Ellos andan por doquier ocultos entre sueños, pasiones y fastidios. De su alma brota lo más bello del ser humano, y su talento es sinónimo de entereza: no soy el único que lo dice; muchos coinciden conmigo en que ser instructor de arte es llenar cada espacio de magia y creación, es compartir la dicha, provocar la sensatez, sembrar violetas en palanganas.
Hoy 18 de febrero, a 31 años de instituido el día de los instructores de arte, conversamos con Arletys González Rodríguez, una joven que da vida a pícaros duendes del corazón.
De pequeños tenemos una idea de lo que queremos ser. ¿Sucedió así contigo?
“Por supuesto. Yo vivía lejos de Alquízar, en el campo. Mi mamá me matriculó en un seminternado, porque no podía ir a almorzar a la casa. En aquella escuelita recuerdo que no participábamos en festivales culturales; nadie sabía de danza o teatro, aunque sí dibujábamos mucho.
“Meses después fui trasladada a otro centro donde vi por vez primera instructores de arte; estaban haciendo captaciones para empezar talleres de creación en la casa de cultura. Escogí teatro, hice la prueba y de inmediato comencé.
“Mi primera obra fue El adivino Cachucho, un texto de Dora Alonso en que hacía el protagónico. Imagínate, en pleno Período Especial: mi papá tuvo que cobrar para poder comprar mi vestuario y apoyar en la escenografía”.
¿Provienes de una familia de artistas?
“¡Ojalá! Todos son médicos. Pero mi papá lleva un artista dentro: estuvo en unas clases de solfeo, aprendió a tocar guitarra y de alguna manera me inculcó el arte. Tomé varias lecciones, pero ¡qué va!, soy desafinada por completo”.
¿Cómo te conviertes en instructora de arte?
“Te voy a ser sincera. Primero opté por las pruebas de la Escuela Nacional de Arte. Hacían exámenes por niveles, y cuando llegué al tercero me sacaron. Pregunté qué había pasado, y alguien dijo que no podía hacer teatro por la desviación de mis dientes.
“Se me derrumbó el mundo en ese momento; me frustraron la vida, porque ese era mi sueño. Miré a mi papá y le dije que nunca iba a hacer teatro. Entonces opté por otras carreras: los Camilitos, Ciencias Exactas… una lista inmensa, hasta que lanzaron la convocatoria para instructores de arte, y mis padres hablaron conmigo para matricular en la 13 de marzo, en San Antonio de los Baños”.

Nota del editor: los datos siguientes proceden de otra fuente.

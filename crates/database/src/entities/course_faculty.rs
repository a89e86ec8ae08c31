use sea_orm::entity::prelude::*;
use serde::{Deserialize, Serialize};

/// Assignment of a faculty member to teach a course in a given term
#[derive(Clone, Debug, PartialEq, DeriveEntityModel, Serialize, Deserialize)]
#[sea_orm(table_name = "course_faculties")]
#[serde(rename_all = "camelCase")]
pub struct Model {
    #[sea_orm(primary_key, auto_increment = false)]
    pub id: Uuid,
    pub course_id: Uuid,
    pub faculty_id: Uuid,
    pub semester: i32,
    pub year: i32,
    #[sea_orm(column_type = "Text", nullable)]
    pub teaching_methodology: Option<String>,
    #[sea_orm(column_type = "Text", nullable)]
    pub assessment_mode: Option<String>,
    pub created_at: DateTimeUtc,
    pub updated_at: DateTimeUtc,
}

#[derive(Copy, Clone, Debug, EnumIter, DeriveRelation)]
pub enum Relation {
    #[sea_orm(
        belongs_to = "super::course::Entity",
        from = "Column::CourseId",
        to = "super::course::Column::Id"
    )]
    Course,
    #[sea_orm(
        belongs_to = "super::faculty::Entity",
        from = "Column::FacultyId",
        to = "super::faculty::Column::Id"
    )]
    Faculty,
}

impl Related<super::course::Entity> for Entity {
    fn to() -> RelationDef {
        Relation::Course.def()
    }
}

impl Related<super::faculty::Entity> for Entity {
    fn to() -> RelationDef {
        Relation::Faculty.def()
    }
}

impl ActiveModelBehavior for ActiveModel {}
#[derive(Debug, Clone, Serialize)]
#[serde(rename_all = "camelCase")]
pub struct AssignmentView {
    #[serde(flatten)]
    pub assignment: course_faculty::Model,
    pub faculty: Option<FacultyBrief>,
    pub faculty_email: Option<String>,
    pub course: Option<CourseBrief>,
}

#[derive(Debug, Clone, Serialize)]
#[serde(rename_all = "camelCase")]
pub struct CourseAssignments {
    pub course: CourseBrief,
    pub assignments: Vec<AssignmentView>,
}

/// Who teaches which course in which term
pub struct AssignmentService;

impl AssignmentService {
    /// Active faculty of the caller's department with their assignments
    pub async fn department_faculties(
        db: &DatabaseConnection,
        principal: &Principal,
    ) -> Result<Vec<DepartmentFaculty>, ServiceError> {
        let department = principal.headed_department(db).await?;

        let faculties = faculty::Entity::find()
            .filter(faculty::Column::DepartmentId.eq(department.id))
            .filter(faculty::Column::IsActive.eq(true))
            .order_by_asc(faculty::Column::Name)
            .all(db)
            .await?;
        let faculty_ids: Vec<Uuid> = faculties.iter().map(|f| f.id).collect();
        let emails = emails_of(db, &faculties).await?;

        let mut assigned: HashMap<Uuid, Vec<AssignedCourse>> = HashMap::new();
        if !faculty_ids.is_empty() {
            for (assignment, course) in course_faculty::Entity::find()
                .filter(course_faculty::Column::FacultyId.is_in(faculty_ids))
                .find_also_related(course::Entity)
                .order_by_desc(course_faculty::Column::Year)
                .order_by_asc(course_faculty::Column::Semester)
                .all(db)
                .await?
            {
                let Some(course) = course else { continue };
                assigned
                    .entry(assignment.faculty_id)
                    .or_default()
                    .push(AssignedCourse {
                        course_id: course.id,
                        code: course.code,
                        name: course.name,
                        semester: assignment.semester,
                        year: assignment.year,
                    });
            }
        }

        Ok(faculties
            .into_iter()
            .map(|faculty| DepartmentFaculty {
                email: emails.get(&faculty.user_id).cloned(),
                assignments: assigned.remove(&faculty.id).unwrap_or_default(),
                faculty,
            })
            .collect())
    }

    /// Department faculty not yet assigned to the course for the term
    pub async fn available_faculties(
        db: &DatabaseConnection,
        principal: &Principal,
        course_id: Uuid,
        term: Option<Term>,
    ) -> Result<AvailableFaculties, ServiceError> {
        let course = principal.require_course_hod(db, course_id).await?;

        let mut faculties = faculty::Entity::find()
            .filter(faculty::Column::DepartmentId.eq(course.department_id))
            .filter(faculty::Column::IsActive.eq(true))
            .order_by_asc(faculty::Column::Name)
            .all(db)
            .await?;

        if let Some(term) = term {
            let assigned: HashSet<Uuid> = course_faculty::Entity::find()
                .filter(course_faculty::Column::CourseId.eq(course.id))
                .filter(course_faculty::Column::Semester.eq(term.semester))
                .filter(course_faculty::Column::Year.eq(term.year))
                .all(db)
                .await?
                .into_iter()
                .map(|a| a.faculty_id)
                .collect();
            faculties.retain(|f| !assigned.contains(&f.id));
        }

        let emails = emails_of(db, &faculties).await?;

        Ok(AvailableFaculties {
            course: CourseBrief::from(&course),
            faculties: faculties
                .into_iter()
                .map(|faculty| FacultyContact {
                    email: emails.get(&faculty.user_id).cloned(),
                    faculty,
                })
                .collect(),
            current_semester: term.map(|t| t.semester),
            current_year: term.map(|t| t.year),
        })
    }

    /// Assigns a faculty member of the course's department to teach it
    pub async fn assign(
        db: &DatabaseConnection,
        principal: &Principal,
        course_id: Uuid,
        input: NewAssignment,
    ) -> Result<AssignmentView, ServiceError> {
        let course = principal.require_course_hod(db, course_id).await?;
        let term = Term::new(input.semester, input.year);
        validate_term(term)?;

        let faculty = department_faculty(db, input.faculty_id, course.department_id).await?;

        if find_assignment(db, faculty.id, course.id, Some(term))
            .await?
            .is_some()
        {
            return Err(ServiceError::UniqueConstraintViolation(
                "Faculty is already assigned to this course for the given semester and year".into(),
            ));
        }

        let now = Utc::now();
        let assignment = course_faculty::ActiveModel {
            id: Set(Uuid::new_v4()),
            course_id: Set(course.id),
            faculty_id: Set(faculty.id),
            semester: Set(term.semester),
            year: Set(term.year),
            teaching_methodology: Set(input.teaching_methodology),
            assessment_mode: Set(input.assessment_mode),
            created_at: Set(now),
            updated_at: Set(now),
        }
        .insert(db)
        .await
        .map_err(|e| ServiceError::from(e).on_conflict("Duplicate assignment detected"))?;

        info!(
            "User {} assigned faculty {} to course {} for {term}",
            principal.user_id(),
            faculty.id,
            course.code
        );

        view(db, assignment, Some(&faculty), Some(&course)).await
    }

    /// Assignments of a course, optionally narrowed to a term
    pub async fn list_for_course(
        db: &DatabaseConnection,
        principal: &Principal,
        course_id: Uuid,
        semester: Option<i32>,
        year: Option<i32>,
    ) -> Result<CourseAssignments, ServiceError> {
        let course = principal.require_course_hod(db, course_id).await?;

        let mut query =
            course_faculty::Entity::find().filter(course_faculty::Column::CourseId.eq(course.id));
        if let Some(semester) = semester {
            query = query.filter(course_faculty::Column::Semester.eq(semester));
        }
        if let Some(year) = year {
            query = query.filter(course_faculty::Column::Year.eq(year));
        }

        let rows = query
            .find_also_related(faculty::Entity)
            .order_by_desc(course_faculty::Column::Year)
            .order_by_asc(course_faculty::Column::Semester)
            .order_by_desc(course_faculty::Column::CreatedAt)
            .all(db)
            .await?;

        let faculties: Vec<faculty::Model> = rows.iter().filter_map(|(_, f)| f.clone()).collect();
        let emails = emails_of(db, &faculties).await?;
        let brief = CourseBrief::from(&course);

        Ok(CourseAssignments {
            assignments: rows
                .into_iter()
                .map(|(assignment, faculty)| AssignmentView {
                    faculty_email: faculty
                        .as_ref()
                        .and_then(|f| emails.get(&f.user_id).cloned()),
                    faculty: faculty.as_ref().map(FacultyBrief::from),
                    course: Some(brief.clone()),
                    assignment,
                })
                .collect(),
            course: brief,
        })
    }

    /// Updates an assignment.
    ///
    /// Faculty may edit the methodology and mode of their own assignment.
    /// A HOD may also move the assignment to another faculty member.
    pub async fn update(
        db: &DatabaseConnection,
        principal: &Principal,
        course_id: Uuid,
        faculty_id: Uuid,
        term: Term,
        update: AssignmentUpdate,
    ) -> Result<AssignmentView, ServiceError> {
        let existing = find_assignment(db, faculty_id, course_id, Some(term))
            .await?
            .ok_or_else(|| ServiceError::not_found("Assignment", course_id))?;

        match principal.role() {
            Role::Faculty => {
                let own = principal.faculty_profile(db).await?;
                if own.id != faculty_id {
                    return Err(ServiceError::forbidden(
                        "You can only update your own assignments",
                    ));
                }
                if update.new_faculty_id.is_some_and(|id| id != faculty_id) {
                    return Err(ServiceError::forbidden("Only a HOD may reassign a course"));
                }
                let updated = update_details(db, existing, update).await?;
                info!("Faculty {} updated their assignment {}", own.id, updated.id);
                view(db, updated, Some(&own), None).await
            }
            Role::Hod | Role::Admin => {
                let course = principal.require_course_hod(db, course_id).await?;

                match update.new_faculty_id.filter(|id| *id != faculty_id) {
                    Some(new_faculty_id) => {
                        Self::reassign(db, principal, &course, existing, new_faculty_id, update)
                            .await
                    }
                    None => {
                        let updated = update_details(db, existing, update).await?;
                        info!(
                            "User {} updated assignment {}",
                            principal.user_id(),
                            updated.id
                        );
                        view(db, updated, None, Some(&course)).await
                    }
                }
            }
            Role::Student => Err(ServiceError::forbidden("Unauthorized role")),
        }
    }

    /// Removes an assignment
    pub async fn remove(
        db: &DatabaseConnection,
        principal: &Principal,
        course_id: Uuid,
        faculty_id: Uuid,
        term: Term,
    ) -> Result<(), ServiceError> {
        let course = principal.require_course_hod(db, course_id).await?;

        let result = course_faculty::Entity::delete_many()
            .filter(course_faculty::Column::CourseId.eq(course.id))
            .filter(course_faculty::Column::FacultyId.eq(faculty_id))
            .filter(course_faculty::Column::Semester.eq(term.semester))
            .filter(course_faculty::Column::Year.eq(term.year))
            .exec(db)
            .await?;

        if result.rows_affected == 0 {
            return Err(ServiceError::not_found("Assignment", course_id));
        }

        info!(
            "User {} removed faculty {faculty_id} from course {} for {term}",
            principal.user_id(),
            course.code
        );
        Ok(())
    }

    /// Deletes the old assignment and creates the new one in one transaction
    async fn reassign(
        db: &DatabaseConnection,
        principal: &Principal,
        course: &course::Model,
        existing: course_faculty::Model,
        new_faculty_id: Uuid,
        update: AssignmentUpdate,
    ) -> Result<AssignmentView, ServiceError> {
        let new_faculty = department_faculty(db, new_faculty_id, course.department_id).await?;
        let term = Term::new(existing.semester, existing.year);

        if find_assignment(db, new_faculty.id, course.id, Some(term))
            .await?
            .is_some()
        {
            return Err(ServiceError::UniqueConstraintViolation(
                "New faculty is already assigned to this course for the given semester and year"
                    .into(),
            ));
        }

        let txn = db.begin().await?;

        course_faculty::Entity::delete_by_id(existing.id)
            .exec(&txn)
            .await?;

        let now = Utc::now();
        let assignment = course_faculty::ActiveModel {
            id: Set(Uuid::new_v4()),
            course_id: Set(course.id),
            faculty_id: Set(new_faculty.id),
            semester: Set(existing.semester),
            year: Set(existing.year),
            teaching_methodology: Set(update
                .teaching_methodology
                .or(existing.teaching_methodology)),
            assessment_mode: Set(update.assessment_mode.or(existing.assessment_mode)),
            created_at: Set(now),
            updated_at: Set(now),
        }
        .insert(&txn)
        .await?;

        txn.commit().await?;

        info!(
            "User {} reassigned course {} for {term} from faculty {} to {}",
            principal.user_id(),
            course.code,
            existing.faculty_id,
            new_faculty.id
        );

        view(db, assignment, Some(&new_faculty), Some(course)).await
    }
}
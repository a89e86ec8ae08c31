use sea_orm::entity::prelude::*;
use serde::{Deserialize, Serialize};

/// Share of an assessment's max marks allocated to one CLO
#[derive(Clone, Debug, PartialEq, DeriveEntityModel, Serialize, Deserialize)]
#[sea_orm(table_name = "assessment_clos")]
#[serde(rename_all = "camelCase")]
pub struct Model {
    #[sea_orm(primary_key, auto_increment = false)]
    pub id: Uuid,
    pub assessment_id: Uuid,
    pub clo_id: Uuid,
    pub marks_allocated: f64,
    pub weightage: f64,
    pub bloom_level: Option<String>,
}

#[derive(Copy, Clone, Debug, EnumIter, DeriveRelation)]
pub enum Relation {
    #[sea_orm(
        belongs_to = "super::assessment::Entity",
        from = "Column::AssessmentId",
        to = "super::assessment::Column::Id"
    )]
    Assessment,
    #[sea_orm(
        belongs_to = "super::clo::Entity",
        from = "Column::CloId",
        to = "super::clo::Column::Id"
    )]
    Clo,
}

impl Related<super::assessment::Entity> for Entity {
    fn to() -> RelationDef {
        Relation::Assessment.def()
    }
}

impl Related<super::clo::Entity> for Entity {
    fn to() -> RelationDef {
        Relation::Clo.def()
    }
}

impl ActiveModelBehavior for ActiveModel {}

¿A dónde fuiste al graduarte?
“A una secundaria en Alquízar. Fue muy difícil, en un pueblo de campo donde las personas no entendían el teatro; los niños solo sabían de sembrados, cultivos… de tierra. Yo salía de la casa con una mochila cargada: un DVD, mi memoria flash con canciones, libros, vestuario y utensilios, para motivar a esos adolescentes. Y ¿sabes? resultó; logré entenderlos y ellos también a mí”.
Pero hay una niña que marcó tu vida, justo en la escuela especial 17 de abril, de San Antonio de los Baños.
“Su nombre es Daniela. Viajaba todos los días conmigo en la guagua. Mientras sus amigos regresaban a casa saltando, hablando y jugando, ella permanecía seria y callada en su asiento. Me explicaron sobre su retraso mental leve, trastornos de la personalidad. Le decían la muda.
“Sentí la necesidad de ocuparme de ella, aunque sobraron criticones. No aceptaron mi hacer; decían que no podía tener preferencias con un solo niño, y no creo haya sido favoritismo, sino que ella estaba más necesitada.
“El resto participaba en mis talleres y matutinos. Como Daniela tenía pena, nadie la insertaba. Lo primero que me dijo después de tanto silencio fue sobre sus hermanos. No desistí; trabajé mucho hasta otorgarle el protagónico de un montaje en la escuela especial: ella cantó, bailó y actuó”.
¿Ahora qué sueños te faltan por cumplir?
“Estoy contratada en la compañía de teatro Los Cuenteros, y pronto debo presentarme a un examen del Consejo Nacional de las Artes Escénicas, para convertirme en actriz profesional, el sueño que tanto he perseguido.
“Lograrlo es volver a empezar, incursionar en todas las posibilidades que brinda ese mundo, porque ahora estoy nutriéndome con mis compañeros del grupo. No veo que estoy llegando a algo, sino que voy a comenzar; necesito salvar mi cultura, como lo hicieron Olga Alonso y Julio Capote”.